On the part of the civilians
in the post-independent Nigeria, their corrupt practices include contract
splitting; budget padding; ghost workers (see Steve Oronsaye’s report); gross
abuse of office; conflict of interest; currency round-tripping; import waiver
fraud; procured judgment debt against Nigeria (P&ID saga) and fraudulent
consultancy payments. Ogunyemi told a story of how his research for the Osun
State Government under Ogbeni Rauf Aregbesola (now Minister of Interior)
revealed the non-existence of 12 schools purportedly with staff whose only
existence was on paper. One of the participants corroborated that. He said 22
of such were similarly discovered in Niger State. (Ghost schools, with ghost
workers!)
Corruption has and is still
impacting Nigeria’s national development in many ways. According to Ogunyemi,
the economic effects of corruption include the creation of illegal rent and
rent-seeking behaviours; poverty and inequality; limited capacity of the
country to provide basic infrastructure; encourages unbridled consumption of
ostentatious goods and creates dysfunctional private-public sector
participation in the economy. Some of
the social effects of corruption are that it creates a culture of impunity;
makes for an unjust social order; precipitates class war and dissent and
ridicules the judicial process and compromises political choices.

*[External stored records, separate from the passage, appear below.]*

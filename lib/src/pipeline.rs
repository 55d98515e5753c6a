//! Checksum, cache lookup, forward pass, cache store.

use std::{
  collections::BTreeMap,
  sync::{Arc, PoisonError, RwLock},
};

use serde::{Deserialize, Serialize};
use sha2::{Digest, Sha256};
use tracing::{debug, instrument, warn};

use crate::{cache::Cache, model::argmax, Network, Result};

/// Mixed into the digest of uploads that are inverted before decoding.
const INVERTED_KEY_SUFFIX: &[u8] = b"\0digits:inverted";

pub trait Classifier: Send + Sync {
  /// Raw output activations for one feature vector.
  fn classify(&self, features: &[f64]) -> Result<Vec<f64>>;
}

impl Classifier for Network {
  fn classify(&self, features: &[f64]) -> Result<Vec<f64>> {
    self.predict(features)
  }
}

/// Shared with a trainer that takes the write lock.
impl Classifier for RwLock<Network> {
  fn classify(&self, features: &[f64]) -> Result<Vec<f64>> {
    self.read().unwrap_or_else(PoisonError::into_inner).predict(features)
  }
}

/// Turns an uploaded file into a feature vector.
pub trait Decoder: Send + Sync {
  fn decode(&self, bytes: &[u8], invert: bool) -> Result<Vec<f64>>;
}

impl<F> Decoder for F
where
  F: Fn(&[u8], bool) -> Result<Vec<f64>> + Send + Sync,
{
  fn decode(&self, bytes: &[u8], invert: bool) -> Result<Vec<f64>> {
    self(bytes, invert)
  }
}

#[derive(Debug, Clone)]
pub struct Payload {
  pub bytes: Vec<u8>,
  pub invert: bool,
}

impl Payload {
  pub fn new(bytes: Vec<u8>, invert: bool) -> Self {
    Self { bytes, invert }
  }

  /// Lowercase hex SHA-256 of the raw bytes.
  pub fn checksum(&self) -> String {
    let mut hasher = Sha256::new();
    hasher.update(&self.bytes);
    if self.invert {
      hasher.update(INVERTED_KEY_SUFFIX);
    }
    hex(&hasher.finalize())
  }
}

/// What a client gets back, and what the cache stores.
#[derive(Debug, Clone, PartialEq, Serialize, Deserialize)]
pub struct Prediction {
  /// Class label to output activation as a percentage.
  pub results: BTreeMap<String, f64>,
  pub prediction: usize,
  /// Percentage of the predicted class.
  pub accuracy: f64,
}

impl Prediction {
  pub fn from_outputs(outputs: &[f64]) -> Self {
    let percent = |v: f64| round2(v * 100.0);
    let prediction = argmax(outputs);
    Self {
      results: outputs.iter().enumerate().map(|(class, &v)| (class.to_string(), percent(v))).collect(),
      prediction,
      accuracy: outputs.get(prediction).copied().map_or(0.0, percent),
    }
  }
}

fn round2(v: f64) -> f64 {
  (v * 100.0).round() / 100.0
}

pub(crate) fn hex(bytes: &[u8]) -> String {
  bytes.iter().map(|b| format!("{:02x}", b)).collect()
}

pub struct PredictionPipeline<C: ?Sized, D> {
  classifier: Arc<C>,
  decoder: D,
  cache: Arc<dyn Cache>,
}

impl<C: Classifier + ?Sized, D: Decoder> PredictionPipeline<C, D> {
  pub fn new(classifier: Arc<C>, decoder: D, cache: Arc<dyn Cache>) -> Self {
    Self {
      classifier,
      decoder,
      cache,
    }
  }

  pub fn cache(&self) -> &Arc<dyn Cache> {
    &self.cache
  }

  /// Identical payloads reuse the stored result. Concurrent misses on one key each compute and
  /// the last write wins; the results are equal for a fixed network.
  #[instrument(skip_all, fields(key))]
  pub fn predict(&self, payload: &Payload) -> Result<Prediction> {
    let key = payload.checksum();
    tracing::Span::current().record("key", key.as_str());
    if let Some(hit) = self.lookup(&key) {
      debug!("cache hit");
      return Ok(hit);
    }
    debug!("cache miss");

    let features = self.decoder.decode(&payload.bytes, payload.invert)?;
    let outputs = self.classifier.classify(&features)?;
    let prediction = Prediction::from_outputs(&outputs);

    match serde_json::to_vec(&prediction) {
      Ok(value) => {
        if let Err(err) = self.cache.put(&key, &value) {
          warn!(%err, backend = self.cache.backend(), "could not store prediction");
        }
      }
      Err(err) => warn!(%err, "could not serialize prediction"),
    }
    Ok(prediction)
  }

  fn lookup(&self, key: &str) -> Option<Prediction> {
    match self.cache.get(key) {
      Ok(Some(value)) => match serde_json::from_slice(&value) {
        Ok(prediction) => Some(prediction),
        Err(err) => {
          warn!(%err, "ignoring undecodable cache entry");
          None
        }
      },
      Ok(None) => None,
      Err(err) => {
        warn!(%err, backend = self.cache.backend(), "cache lookup failed");
        None
      }
    }
  }
}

Ogunyemi is not an arm-chair
critic. He posited some solutions to the menace of corruption in Nigeria.
According to him, a restructuring of the administration of the criminal justice
system is highly desirable, as is the imperative of making political office
financially unattractive. Ensuring that the reports of Public Account Committee
are timeously and regularly published by the National Assembly was also
suggested. Strengthening the Code of
Conduct Bureau to inquire into and prosecute unexplained wealth by civil and
public servants; making personal and property tax certification a basis of all
social claims; strengthening the Auditor-General of the Federation and of
states to apprehend infractions on public accounts as well as asking that the
Auditor General should be a professional appointed by certified professional
bodies and not from the civil service of the federation or of states are some
of the other recommendations made by the speaker.
He equally asked that the
Revenue Mobilisation Allocation and Fiscal Commission, which determines the
remuneration appropriate for political office holders, and the National
Salaries, Incomes and Wages Commission, which deal with issues relating to
salaries and wages of Nigerian workers, should be collapsed into one while
survival parity and not purchasing power parity should be used to determine all
remunerations in Nigeria.
It is very clear from the
foregoing that corruption is not an alien culture to Nigeria. It has been with
us from time immemorial, even from the pre-colonial era. Corruption is a global
phenomenon and cuts across all socio-cultural and politico-economic divides.
Civilian and military rulers are all in the game even religious institutions
are not left out. It also came out clearly that legislation and administrative
sanctions alone will not win the war against corruption. The push factors such
as poverty, unemployment and low wages must be tackled while attitudinal
change, the deliberate act of doing the right thing, must also be in the mix.